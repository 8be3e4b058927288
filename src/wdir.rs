//! Working-directory handle.
//!
//! All pipeline state lives under one explicit root passed to every
//! component that needs it; there is no ambient global path. Engine input
//! and output files sit in `input_files/` (the external tools run with that
//! directory as CWD, so the control files can reference bare file names);
//! the reconciled catalog goes to `output_files/`.

use std::fs;
use std::path::{Path, PathBuf};

use crate::error::Result;

pub const INPUT_DIR: &str = "input_files";
pub const OUTPUT_DIR: &str = "output_files";
pub const SHIFT_STATE_FILE: &str = "shift_state.json";

#[derive(Debug, Clone)]
pub struct WorkingDirectory {
    root: PathBuf,
}

impl WorkingDirectory {
    /// Opens (creating as needed) the run directory and its subdirectories.
    pub fn open(root: impl Into<PathBuf>) -> Result<Self> {
        let root = root.into();
        fs::create_dir_all(root.join(INPUT_DIR))?;
        fs::create_dir_all(root.join(OUTPUT_DIR))?;
        Ok(Self { root })
    }

    pub fn root(&self) -> &Path {
        &self.root
    }

    /// Directory the external tools run in; their inputs and raw outputs
    /// both live here.
    pub fn engine_dir(&self) -> PathBuf {
        self.root.join(INPUT_DIR)
    }

    pub fn engine_file(&self, name: &str) -> PathBuf {
        self.engine_dir().join(name)
    }

    pub fn output_dir(&self) -> PathBuf {
        self.root.join(OUTPUT_DIR)
    }

    pub fn output_file(&self, name: &str) -> PathBuf {
        self.output_dir().join(name)
    }

    pub fn shift_state_path(&self) -> PathBuf {
        self.root.join(SHIFT_STATE_FILE)
    }
}
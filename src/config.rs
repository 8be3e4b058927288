//! Configuration surface of a relocation run.
//!
//! Loaded from a YAML file; validated in full before the pipeline touches
//! the working directory, so every rejection here is a configuration error
//! and not a half-written run.

use std::collections::BTreeMap;
use std::fs;
use std::path::{Path, PathBuf};

use serde::{Deserialize, Serialize};

use crate::error::{RelocError, Result};

#[derive(Debug, Clone, Serialize, Deserialize)]
pub struct RelocationConfig {
    pub cross_correlation: CrossCorrelationConfig,
    pub velocity_model: VelocityModelConfig,
    /// Opt-in: raise stations and model so no station elevation is negative.
    #[serde(default)]
    pub shift_stations: bool,
    #[serde(default)]
    pub engine: EngineConfig,
    #[serde(default)]
    pub clustering: ClusteringConfig,
    #[serde(default)]
    pub solver: SolverConfig,
}

#[derive(Debug, Clone, Serialize, Deserialize)]
pub struct CrossCorrelationConfig {
    /// Window start, seconds before the pick.
    pub time_before_s: f64,
    /// Window end, seconds after the pick.
    pub time_after_s: f64,
    /// Largest admissible lag between the two windows, seconds.
    pub max_lag_s: f64,
    pub filter_min_freq_hz: f64,
    pub filter_max_freq_hz: f64,
    /// Channel weighting per phase, e.g. `{Z: 1.0}` for P and
    /// `{Z: 1.0, N: 1.0, E: 1.0}` for S.
    pub p_channel_weights: BTreeMap<char, f64>,
    pub s_channel_weights: BTreeMap<char, f64>,
    /// Pairs with a combined coefficient below this never leave the engine.
    pub min_coefficient: f64,
}

impl CrossCorrelationConfig {
    pub fn channel_weights(&self, phase: crate::catalog::Phase) -> &BTreeMap<char, f64> {
        match phase {
            crate::catalog::Phase::P => &self.p_channel_weights,
            crate::catalog::Phase::S => &self.s_channel_weights,
        }
    }
}

#[derive(Debug, Clone, Serialize, Deserialize)]
pub struct VelocityLayerConfig {
    pub depth_top_km: f64,
    pub vp_km_s: f64,
    /// Present on every layer for an explicit P+S model, absent everywhere
    /// for a constant-ratio model.
    #[serde(default)]
    pub vs_km_s: Option<f64>,
}

#[derive(Debug, Clone, Serialize, Deserialize)]
pub struct VelocityModelConfig {
    /// Constant Vp/Vs ratio; mutually exclusive with per-layer `vs_km_s`.
    #[serde(default)]
    pub vp_vs_ratio: Option<f64>,
    pub layers: Vec<VelocityLayerConfig>,
}

#[derive(Debug, Clone, Serialize, Deserialize)]
pub struct EngineConfig {
    pub ph2dt_executable: PathBuf,
    pub hypodd_executable: PathBuf,
    /// Wall-clock limit per external tool, seconds. Expiry kills the child
    /// and fails the stage.
    pub timeout_s: u64,
}

impl Default for EngineConfig {
    fn default() -> Self {
        Self {
            ph2dt_executable: PathBuf::from("ph2dt"),
            hypodd_executable: PathBuf::from("hypoDD"),
            timeout_s: 3600,
        }
    }
}

/// Numeric row of `ph2dt.inp`. Distances are kilometers.
#[derive(Debug, Clone, Serialize, Deserialize)]
pub struct ClusteringConfig {
    pub min_pick_weight: f64,
    /// Max event-station distance. Derived from the data when absent.
    pub max_dist_km: Option<f64>,
    /// Max hypocentral separation between linked events.
    pub max_sep_km: f64,
    pub max_neighbours: u32,
    pub min_links: u32,
    pub min_obs_per_pair: u32,
    pub max_obs_per_pair: u32,
}

impl Default for ClusteringConfig {
    fn default() -> Self {
        Self {
            min_pick_weight: 0.0,
            max_dist_km: None,
            max_sep_km: 10.0,
            max_neighbours: 10,
            min_links: 8,
            min_obs_per_pair: 8,
            max_obs_per_pair: 50,
        }
    }
}

/// Solution-control row of the engine control file.
#[derive(Debug, Clone, Serialize, Deserialize)]
pub struct SolverConfig {
    /// Max distance between cluster centroid and station, kilometers.
    pub dist_max_km: f64,
    pub min_cc_obs_per_pair: u32,
    pub min_ct_obs_per_pair: u32,
    /// LSQR damping factor.
    pub damping: f64,
}

impl Default for SolverConfig {
    fn default() -> Self {
        Self {
            dist_max_km: 400.0,
            min_cc_obs_per_pair: 8,
            min_ct_obs_per_pair: 8,
            damping: 20.0,
        }
    }
}

impl RelocationConfig {
    pub fn load(path: &Path) -> Result<Self> {
        let contents = fs::read_to_string(path)?;
        let config: RelocationConfig = serde_yaml::from_str(&contents)
            .map_err(|e| RelocError::config(format!("{}: {e}", path.display())))?;
        config.validate()?;
        Ok(config)
    }

    /// Full setup-time validation. Velocity-model structure is checked by
    /// the model builder; this covers everything else.
    pub fn validate(&self) -> Result<()> {
        let cc = &self.cross_correlation;
        if cc.time_before_s <= 0.0 || cc.time_after_s <= 0.0 {
            return Err(RelocError::config(
                "cross-correlation window must extend before and after the pick",
            ));
        }
        if cc.max_lag_s <= 0.0 {
            return Err(RelocError::config("max_lag_s must be positive"));
        }
        if cc.filter_min_freq_hz <= 0.0 || cc.filter_max_freq_hz <= cc.filter_min_freq_hz {
            return Err(RelocError::config(format!(
                "bandpass range [{}, {}] Hz is not a valid interval",
                cc.filter_min_freq_hz, cc.filter_max_freq_hz
            )));
        }
        if !(0.0..=1.0).contains(&cc.min_coefficient) {
            return Err(RelocError::config(format!(
                "min_coefficient {} outside [0, 1]",
                cc.min_coefficient
            )));
        }
        for (phase, weights) in [("P", &cc.p_channel_weights), ("S", &cc.s_channel_weights)] {
            if weights.is_empty() {
                return Err(RelocError::config(format!(
                    "{phase} channel weight map is empty"
                )));
            }
            if weights.values().any(|w| *w < 0.0 || !w.is_finite()) {
                return Err(RelocError::config(format!(
                    "{phase} channel weights must be finite and non-negative"
                )));
            }
            if weights.values().all(|w| *w == 0.0) {
                return Err(RelocError::config(format!(
                    "{phase} channel weights are all zero"
                )));
            }
        }
        if self.engine.timeout_s == 0 {
            return Err(RelocError::config("engine timeout must be non-zero"));
        }
        let cl = &self.clustering;
        if let Some(d) = cl.max_dist_km {
            if d <= 0.0 {
                return Err(RelocError::config("clustering max_dist_km must be positive"));
            }
        }
        if cl.max_sep_km <= 0.0 {
            return Err(RelocError::config("clustering max_sep_km must be positive"));
        }
        if cl.min_obs_per_pair > cl.max_obs_per_pair {
            return Err(RelocError::config(
                "clustering min_obs_per_pair exceeds max_obs_per_pair",
            ));
        }
        if self.solver.dist_max_km <= 0.0 {
            return Err(RelocError::config("solver dist_max_km must be positive"));
        }
        Ok(())
    }
}
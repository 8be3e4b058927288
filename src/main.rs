mod args;

use anyhow::Context;
use clap::Parser;
use tracing::info;
use tracing_subscriber::EnvFilter;

use ddreloc::catalog::TraceStore;
use ddreloc::config::RelocationConfig;
use ddreloc::pipeline::{Collaborators, Relocator};
use ddreloc::quakeml::{QuakeMlReader, QuakeMlWriter, StationXmlReader};
use ddreloc::wdir::WorkingDirectory;

use args::Args;

fn main() -> anyhow::Result<()> {
    tracing_subscriber::fmt()
        .with_env_filter(
            EnvFilter::try_from_default_env().unwrap_or_else(|_| EnvFilter::new("info")),
        )
        .init();

    let args = Args::parse();
    let config = RelocationConfig::load(&args.config)
        .with_context(|| format!("loading configuration {}", args.config.display()))?;
    let wdir = WorkingDirectory::open(&args.working_dir)
        .with_context(|| format!("opening working directory {}", args.working_dir.display()))?;

    let mut waveforms = TraceStore::new();
    for path in &args.waveform_files {
        waveforms
            .load_ascii(path)
            .with_context(|| format!("loading waveform file {}", path.display()))?;
    }
    info!(traces = waveforms.len(), "waveform store ready");

    let event_reader = QuakeMlReader;
    let station_reader = StationXmlReader;
    let catalog_writer = QuakeMlWriter;
    let output = args
        .output
        .clone()
        .unwrap_or_else(|| wdir.output_file("relocated.xml"));

    let relocator = Relocator::new(
        config,
        wdir,
        Collaborators {
            events: &event_reader,
            stations: &station_reader,
            waveforms: &waveforms,
            catalog_writer: &catalog_writer,
        },
    )?;
    let summary = relocator.run(&args.event_files, &args.station_files, &output)?;

    println!(
        "relocated {}/{} events ({} cross-correlation pairs, shift offset {} m) -> {}",
        summary.relocated,
        summary.total_events,
        summary.cross_correlation_pairs,
        summary.shift_offset_m,
        output.display()
    );
    Ok(())
}
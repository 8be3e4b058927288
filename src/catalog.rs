//! Catalog records and the capability interfaces the pipeline consumes.
//!
//! Events, picks and stations are plain tagged records; the catalog formats
//! they come from (QuakeML, StationXML, waveform files) are read and written
//! through the narrow traits at the bottom of this module, so the pipeline
//! never touches a format library directly.

use std::collections::HashMap;
use std::path::Path;

use chrono::{DateTime, Duration, Utc};
use serde::{Deserialize, Serialize};

use crate::error::Result;

/// Field width of the station identifier in the engine's fixed-format files.
pub const STATION_ID_MAX_LEN: usize = 7;

#[derive(Debug, Clone, Copy, PartialEq, Eq, Hash, PartialOrd, Ord, Serialize, Deserialize)]
pub enum Phase {
    P,
    S,
}

impl Phase {
    pub fn as_str(&self) -> &'static str {
        match self {
            Phase::P => "P",
            Phase::S => "S",
        }
    }

    pub fn parse(label: &str) -> Option<Phase> {
        match label.trim().to_ascii_uppercase().as_str() {
            "P" => Some(Phase::P),
            "S" => Some(Phase::S),
            _ => None,
        }
    }
}

/// A hypocenter solution. Events accumulate origins; nothing ever rewrites
/// an existing one.
#[derive(Debug, Clone, PartialEq, Serialize, Deserialize)]
pub struct Origin {
    pub time: DateTime<Utc>,
    pub latitude_deg: f64,
    pub longitude_deg: f64,
    pub depth_km: f64,
    /// Provenance tag, e.g. "catalog" for loaded origins or "hypodd" for
    /// relocated ones.
    pub method: String,
}

#[derive(Debug, Clone, PartialEq, Serialize, Deserialize)]
pub struct Pick {
    /// Station identifier in `NET.STA` catalog form.
    pub station_id: String,
    pub phase: Phase,
    pub time: DateTime<Utc>,
    pub weight: Option<f64>,
}

#[derive(Debug, Clone, PartialEq, Serialize, Deserialize)]
pub struct Event {
    pub id: String,
    pub origins: Vec<Origin>,
    /// Index into `origins`; loaded catalogs point this at the preferred
    /// solution, relocation never moves it.
    pub preferred_origin: usize,
    pub magnitude: Option<f64>,
    pub picks: Vec<Pick>,
}

impl Event {
    pub fn preferred_origin(&self) -> &Origin {
        &self.origins[self.preferred_origin]
    }

    pub fn pick_for(&self, station_id: &str, phase: Phase) -> Option<&Pick> {
        self.picks
            .iter()
            .find(|p| p.phase == phase && p.station_id == station_id)
    }
}

#[derive(Debug, Clone, PartialEq, Serialize, Deserialize)]
pub struct Station {
    pub network: String,
    pub code: String,
    pub latitude_deg: f64,
    pub longitude_deg: f64,
    /// Meters above sea level. Mutated at most once, by the elevation shift.
    pub elevation_m: f64,
}

impl Station {
    /// Catalog identifier, `NET.STA`. Picks reference stations by this.
    pub fn catalog_id(&self) -> String {
        format!("{}.{}", self.network, self.code)
    }

    /// Identifier written into every engine file. The engine's station field
    /// is 7 characters wide; a `NET.STA` that does not fit is written as the
    /// bare station code so the join key stays identical across files.
    pub fn engine_id(&self) -> String {
        let joined = self.catalog_id();
        if joined.len() > STATION_ID_MAX_LEN {
            self.code.clone()
        } else {
            joined
        }
    }
}

/// A waveform segment on one channel of one station.
#[derive(Debug, Clone, PartialEq)]
pub struct Trace {
    pub station_id: String,
    pub channel: char,
    pub start_time: DateTime<Utc>,
    pub sampling_rate_hz: f64,
    pub samples: Vec<f64>,
}

impl Trace {
    pub fn end_time(&self) -> DateTime<Utc> {
        let span_us = (self.samples.len() as f64 / self.sampling_rate_hz * 1e6).round() as i64;
        self.start_time + Duration::microseconds(span_us)
    }

    /// Cut the samples covering `[from, to)`, or `None` when the trace does
    /// not fully cover that window.
    pub fn slice(&self, from: DateTime<Utc>, to: DateTime<Utc>) -> Option<Trace> {
        if from >= to || from < self.start_time || to > self.end_time() {
            return None;
        }
        let offset_s = (from - self.start_time).num_microseconds()? as f64 / 1e6;
        let length_s = (to - from).num_microseconds()? as f64 / 1e6;
        let first = (offset_s * self.sampling_rate_hz).round() as usize;
        let count = (length_s * self.sampling_rate_hz).round() as usize;
        if count == 0 || first + count > self.samples.len() {
            return None;
        }
        Some(Trace {
            station_id: self.station_id.clone(),
            channel: self.channel,
            start_time: from,
            sampling_rate_hz: self.sampling_rate_hz,
            samples: self.samples[first..first + count].to_vec(),
        })
    }
}

/// Reads events (with picks) from a catalog file.
pub trait EventReader {
    fn read_events(&self, path: &Path) -> Result<Vec<Event>>;
}

/// Reads station metadata from an inventory file.
pub trait StationReader {
    fn read_stations(&self, path: &Path) -> Result<Vec<Station>>;
}

/// Serves waveform windows. `Ok(None)` means the provider has no data for
/// that station/channel/window; the caller skips, it is not an error.
pub trait WaveformProvider {
    fn waveform(
        &self,
        station_id: &str,
        channel: char,
        from: DateTime<Utc>,
        to: DateTime<Utc>,
    ) -> Result<Option<Trace>>;
}

/// Writes a reconciled catalog back out.
pub trait CatalogWriter {
    fn write_events(&self, events: &[Event], path: &Path) -> Result<()>;
}

/// In-memory [`WaveformProvider`]: traces are loaded up front, windows are
/// sliced on demand.
#[derive(Debug, Default)]
pub struct TraceStore {
    by_key: HashMap<(String, char), Vec<Trace>>,
}

impl TraceStore {
    pub fn new() -> Self {
        Self::default()
    }

    pub fn insert(&mut self, trace: Trace) {
        self.by_key
            .entry((trace.station_id.clone(), trace.channel))
            .or_default()
            .push(trace);
    }

    /// Loads one trace from the plain-text exchange format: a header line
    /// `station_id channel start_time sampling_rate_hz` (RFC 3339 time)
    /// followed by one sample per line. Blank lines and `#` comments are
    /// ignored.
    pub fn load_ascii(&mut self, path: &Path) -> Result<()> {
        let contents = std::fs::read_to_string(path)?;
        let mut lines = contents
            .lines()
            .map(str::trim)
            .filter(|l| !l.is_empty() && !l.starts_with('#'));
        let header = lines
            .next()
            .ok_or_else(|| crate::error::RelocError::catalog(path, "empty trace file"))?;
        let fields: Vec<&str> = header.split_whitespace().collect();
        if fields.len() != 4 {
            return Err(crate::error::RelocError::catalog(
                path,
                format!("trace header needs 4 fields, found {}", fields.len()),
            ));
        }
        let channel = fields[1].chars().next().ok_or_else(|| {
            crate::error::RelocError::catalog(path, "trace header without channel")
        })?;
        let start_time = DateTime::parse_from_rfc3339(fields[2])
            .map(|t| t.with_timezone(&Utc))
            .map_err(|_| {
                crate::error::RelocError::catalog(
                    path,
                    format!("unparsable trace start time '{}'", fields[2]),
                )
            })?;
        let sampling_rate_hz = fields[3].parse::<f64>().map_err(|_| {
            crate::error::RelocError::catalog(
                path,
                format!("unparsable sampling rate '{}'", fields[3]),
            )
        })?;
        if sampling_rate_hz <= 0.0 {
            return Err(crate::error::RelocError::catalog(
                path,
                "sampling rate must be positive",
            ));
        }
        let samples = lines
            .map(|l| {
                l.parse::<f64>().map_err(|_| {
                    crate::error::RelocError::catalog(path, format!("unparsable sample '{l}'"))
                })
            })
            .collect::<Result<Vec<f64>>>()?;
        self.insert(Trace {
            station_id: fields[0].to_string(),
            channel,
            start_time,
            sampling_rate_hz,
            samples,
        });
        Ok(())
    }

    pub fn len(&self) -> usize {
        self.by_key.values().map(Vec::len).sum()
    }

    pub fn is_empty(&self) -> bool {
        self.by_key.is_empty()
    }
}

impl WaveformProvider for TraceStore {
    fn waveform(
        &self,
        station_id: &str,
        channel: char,
        from: DateTime<Utc>,
        to: DateTime<Utc>,
    ) -> Result<Option<Trace>> {
        let key = (station_id.to_string(), channel);
        let Some(traces) = self.by_key.get(&key) else {
            return Ok(None);
        };
        Ok(traces.iter().find_map(|t| t.slice(from, to)))
    }
}

#[cfg(test)]
mod tests {
    use super::*;
    use chrono::TimeZone;

    fn station(network: &str, code: &str) -> Station {
        Station {
            network: network.to_string(),
            code: code.to_string(),
            latitude_deg: 0.0,
            longitude_deg: 0.0,
            elevation_m: 0.0,
        }
    }

    #[test]
    fn short_station_id_keeps_network() {
        assert_eq!(station("CH", "SULZ").engine_id(), "CH.SULZ");
    }

    #[test]
    fn long_station_id_truncates_to_code() {
        assert_eq!(station("CH", "EMMET").engine_id(), "EMMET");
        assert_eq!(station("XX", "LONGSTA").engine_id(), "LONGSTA");
    }

    #[test]
    fn trace_slice_honors_window() {
        let start = Utc.with_ymd_and_hms(2021, 3, 1, 0, 0, 0).unwrap();
        let trace = Trace {
            station_id: "CH.SULZ".into(),
            channel: 'Z',
            start_time: start,
            sampling_rate_hz: 100.0,
            samples: (0..1000).map(|i| i as f64).collect(),
        };
        let cut = trace
            .slice(start + Duration::seconds(2), start + Duration::seconds(4))
            .unwrap();
        assert_eq!(cut.samples.len(), 200);
        assert_eq!(cut.samples[0], 200.0);

        // Window reaching past the trace end yields nothing.
        assert!(trace
            .slice(start + Duration::seconds(9), start + Duration::seconds(11))
            .is_none());
    }

    #[test]
    fn load_ascii_parses_header_and_samples() {
        let dir = tempfile::tempdir().unwrap();
        let path = dir.path().join("trace.txt");
        std::fs::write(
            &path,
            "# demo trace\nCH.SULZ Z 2021-06-01T12:00:00Z 100.0\n0.0\n0.5\n-0.5\n",
        )
        .unwrap();
        let mut store = TraceStore::new();
        store.load_ascii(&path).unwrap();
        assert_eq!(store.len(), 1);

        let broken = dir.path().join("broken.txt");
        std::fs::write(&broken, "CH.SULZ Z notatime 100.0\n0.0\n").unwrap();
        assert!(store.load_ascii(&broken).is_err());
    }

    #[test]
    fn store_serves_only_covered_windows() {
        let start = Utc.with_ymd_and_hms(2021, 3, 1, 0, 0, 0).unwrap();
        let mut store = TraceStore::new();
        store.insert(Trace {
            station_id: "CH.SULZ".into(),
            channel: 'Z',
            start_time: start,
            sampling_rate_hz: 50.0,
            samples: vec![0.0; 500],
        });
        let hit = store
            .waveform(
                "CH.SULZ",
                'Z',
                start + Duration::seconds(1),
                start + Duration::seconds(3),
            )
            .unwrap();
        assert!(hit.is_some());
        let miss = store
            .waveform(
                "CH.SULZ",
                'N',
                start + Duration::seconds(1),
                start + Duration::seconds(3),
            )
            .unwrap();
        assert!(miss.is_none());
    }
}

- _TASK TO CARRY OUT_
The answer should be the first line of the material and every line after it through the line containing "path. Engine input", exactly as written, and nothing else.

- _ANSWER SECTION_
repository 8be3e4b058927288
filename src/wdir.rs
//! Working-directory handle.
//!
//! All pipeline state lives under one explicit root passed to every
//! component that needs it; there is no ambient global path. Engine input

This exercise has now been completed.